• _The task_
Copy out each line containing "settings" from the entries below.

Stored data
▶

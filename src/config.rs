//! Pipeline configuration: compiled-in defaults with `PARLEY_*` environment
//! overrides. A `.env` file in the working directory is honored.

use std::env;
use std::path::PathBuf;
use std::str::FromStr;
use std::time::Duration;

use crate::error::ConfigError;

/// Provider connection settings.
#[derive(Debug, Clone)]
pub struct ProviderConfig {
    pub base_url: String,
    pub api_key: String,
    /// Scheme placed before the key in the `Authorization` header.
    pub auth_scheme: String,
    /// Per-request timeout enforced by the adapter.
    pub timeout: Duration,
}

impl Default for ProviderConfig {
    fn default() -> Self {
        Self {
            base_url: "https://api-free.deepl.com".into(),
            api_key: String::new(),
            auth_scheme: "DeepL-Auth-Key".into(),
            timeout: Duration::from_secs(10),
        }
    }
}

/// Cache tier settings.
#[derive(Debug, Clone)]
pub struct CacheConfig {
    pub general_ttl: Duration,
    pub priority_ttl: Duration,
    /// Upper bound on GENERAL entries; LRU-then-LFU eviction beyond it.
    pub general_capacity: usize,
    /// Striped per-key lock count.
    pub lock_stripes: usize,
    pub expiry_sweep_interval: Duration,
    /// SQLite file; `None` keeps everything in memory.
    pub database_path: Option<PathBuf>,
}

impl Default for CacheConfig {
    fn default() -> Self {
        Self {
            general_ttl: Duration::from_secs(24 * 3600),
            priority_ttl: Duration::from_secs(24 * 3600),
            general_capacity: 50_000,
            lock_stripes: 256,
            expiry_sweep_interval: Duration::from_secs(3600),
            database_path: None,
        }
    }
}

/// Behavior analyzer settings.
#[derive(Debug, Clone)]
pub struct AnalyzerConfig {
    pub interval: Duration,
    pub min_usage_threshold: u64,
    pub learning_window_days: u32,
    pub promotion_threshold: f64,
    /// Capacity of the fire-and-forget observation channel.
    pub observation_capacity: usize,
}

impl Default for AnalyzerConfig {
    fn default() -> Self {
        Self {
            interval: Duration::from_secs(60),
            min_usage_threshold: 10,
            learning_window_days: 7,
            promotion_threshold: 0.4,
            observation_capacity: 10_000,
        }
    }
}

/// Cache warmer settings.
#[derive(Debug, Clone)]
pub struct WarmerConfig {
    pub max_concurrent: usize,
    /// Pause between successive provider calls for the same target language.
    pub per_language_interval: Duration,
    /// Backoff before each re-queue; its length is the retry budget.
    pub retry_backoff: Vec<Duration>,
    pub queue_capacity: usize,
}

impl Default for WarmerConfig {
    fn default() -> Self {
        Self {
            max_concurrent: 4,
            per_language_interval: Duration::from_millis(100),
            retry_backoff: vec![Duration::from_millis(500), Duration::from_secs(2)],
            queue_capacity: 4096,
        }
    }
}

/// Orchestrator settings.
#[derive(Debug, Clone)]
pub struct OrchestratorConfig {
    /// Overall per-request deadline unless the request carries its own.
    pub deadline: Duration,
    /// Inputs above this size are rejected as `BAD_REQUEST`.
    pub max_text_bytes: usize,
}

impl Default for OrchestratorConfig {
    fn default() -> Self {
        Self {
            deadline: Duration::from_secs(15),
            max_text_bytes: 128 * 1024,
        }
    }
}

/// Telemetry queue settings.
#[derive(Debug, Clone)]
pub struct TelemetryConfig {
    pub capacity: usize,
    /// Max events handed to sinks per drain.
    pub batch_size: usize,
}

impl Default for TelemetryConfig {
    fn default() -> Self {
        Self {
            capacity: 10_000,
            batch_size: 256,
        }
    }
}

/// Top-level configuration.
#[derive(Debug, Clone, Default)]
pub struct PipelineConfig {
    pub provider: ProviderConfig,
    pub cache: CacheConfig,
    pub analyzer: AnalyzerConfig,
    pub warmer: WarmerConfig,
    pub orchestrator: OrchestratorConfig,
    pub telemetry: TelemetryConfig,
}

impl PipelineConfig {
    /// Defaults overridden by environment variables.
    pub fn from_env() -> Result<Self, ConfigError> {
        let _ = dotenvy::dotenv();
        let mut config = Self::default();

        if let Ok(url) = env::var("PARLEY_PROVIDER_URL") {
            config.provider.base_url = url;
        }
        if let Ok(key) = env::var("PARLEY_PROVIDER_KEY") {
            config.provider.api_key = key;
        }
        if let Ok(scheme) = env::var("PARLEY_PROVIDER_AUTH_SCHEME") {
            config.provider.auth_scheme = scheme;
        }
        if let Some(ms) = parse_var::<u64>("PARLEY_PROVIDER_TIMEOUT_MS")? {
            config.provider.timeout = Duration::from_millis(ms);
        }
        if let Some(secs) = parse_var::<u64>("PARLEY_GENERAL_TTL_SECS")? {
            config.cache.general_ttl = Duration::from_secs(secs);
        }
        if let Some(secs) = parse_var::<u64>("PARLEY_PRIORITY_TTL_SECS")? {
            config.cache.priority_ttl = Duration::from_secs(secs);
        }
        if let Some(cap) = parse_var::<usize>("PARLEY_GENERAL_CAPACITY")? {
            config.cache.general_capacity = cap;
        }
        if let Ok(path) = env::var("PARLEY_CACHE_DB") {
            config.cache.database_path = Some(PathBuf::from(path));
        }
        if let Some(secs) = parse_var::<u64>("PARLEY_ANALYZER_INTERVAL_SECS")? {
            config.analyzer.interval = Duration::from_secs(secs);
        }
        if let Some(n) = parse_var::<u64>("PARLEY_MIN_USAGE_THRESHOLD")? {
            config.analyzer.min_usage_threshold = n;
        }
        if let Some(days) = parse_var::<u32>("PARLEY_LEARNING_WINDOW_DAYS")? {
            config.analyzer.learning_window_days = days;
        }
        if let Some(n) = parse_var::<usize>("PARLEY_WARMER_CONCURRENCY")? {
            config.warmer.max_concurrent = n;
        }
        if let Some(ms) = parse_var::<u64>("PARLEY_DEADLINE_MS")? {
            config.orchestrator.deadline = Duration::from_millis(ms);
        }
        if let Some(n) = parse_var::<usize>("PARLEY_TELEMETRY_CAPACITY")? {
            config.telemetry.capacity = n;
        }

        config.validate()?;
        Ok(config)
    }

    /// Reject values that would make a component inert or panic.
    pub fn validate(&self) -> Result<(), ConfigError> {
        let checks: [(&'static str, bool, String); 6] = [
            (
                "PARLEY_GENERAL_CAPACITY",
                self.cache.general_capacity > 0,
                self.cache.general_capacity.to_string(),
            ),
            (
                "PARLEY_LEARNING_WINDOW_DAYS",
                self.analyzer.learning_window_days > 0,
                self.analyzer.learning_window_days.to_string(),
            ),
            (
                "PARLEY_WARMER_CONCURRENCY",
                self.warmer.max_concurrent > 0,
                self.warmer.max_concurrent.to_string(),
            ),
            (
                "PARLEY_TELEMETRY_CAPACITY",
                self.telemetry.capacity > 0,
                self.telemetry.capacity.to_string(),
            ),
            (
                "PARLEY_ANALYZER_INTERVAL_SECS",
                !self.analyzer.interval.is_zero(),
                format!("{:?}", self.analyzer.interval),
            ),
            (
                "PARLEY_GENERAL_TTL_SECS",
                !self.cache.general_ttl.is_zero() && !self.cache.priority_ttl.is_zero(),
                format!("{:?}", self.cache.general_ttl),
            ),
        ];
        for (key, ok, value) in checks {
            if !ok {
                return Err(ConfigError::Invalid { key, value });
            }
        }
        Ok(())
    }
}

fn parse_var<T: FromStr>(key: &'static str) -> Result<Option<T>, ConfigError> {
    match env::var(key) {
        Ok(raw) => raw
            .trim()
            .parse::<T>()
            .map(Some)
            .map_err(|_| ConfigError::Invalid { key, value: raw }),
        Err(_) => Ok(None),
    }
}

#[cfg(test)]
mod tests {
    use super::*;

    #[test]
    fn defaults_match_documented_values() {
        let config = PipelineConfig::default();
        assert_eq!(config.provider.timeout, Duration::from_secs(10));
        assert_eq!(config.orchestrator.deadline, Duration::from_secs(15));
        assert_eq!(config.cache.general_ttl, Duration::from_secs(86_400));
        assert_eq!(config.analyzer.min_usage_threshold, 10);
        assert_eq!(config.analyzer.learning_window_days, 7);
        assert_eq!(config.warmer.max_concurrent, 4);
        assert_eq!(config.warmer.retry_backoff.len(), 2);
        assert_eq!(config.telemetry.capacity, 10_000);
        assert!(config.validate().is_ok());
    }

    #[test]
    fn zero_capacity_is_rejected() {
        let mut config = PipelineConfig::default();
        config.cache.general_capacity = 0;
        let err = config.validate().unwrap_err();
        assert!(err.to_string().contains("PARLEY_GENERAL_CAPACITY"));
    }

    #[test]
    fn malformed_variable_is_reported() {
        // Unique name so parallel tests don't race on the environment.
        env::set_var("PARLEY_TEST_MALFORMED_NUMBER", "twelve");
        let err = parse_var::<u64>("PARLEY_TEST_MALFORMED_NUMBER").unwrap_err();
        assert!(matches!(err, ConfigError::Invalid { value, .. } if value == "twelve"));
        assert_eq!(parse_var::<u64>("PARLEY_TEST_UNSET_NUMBER").unwrap(), None);
    }
}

◀

• _Exercise output_
/// Provider connection settings.
/// Cache tier settings.
/// Behavior analyzer settings.
/// Cache warmer settings.
/// Orchestrator settings.
/// Telemetry queue settings.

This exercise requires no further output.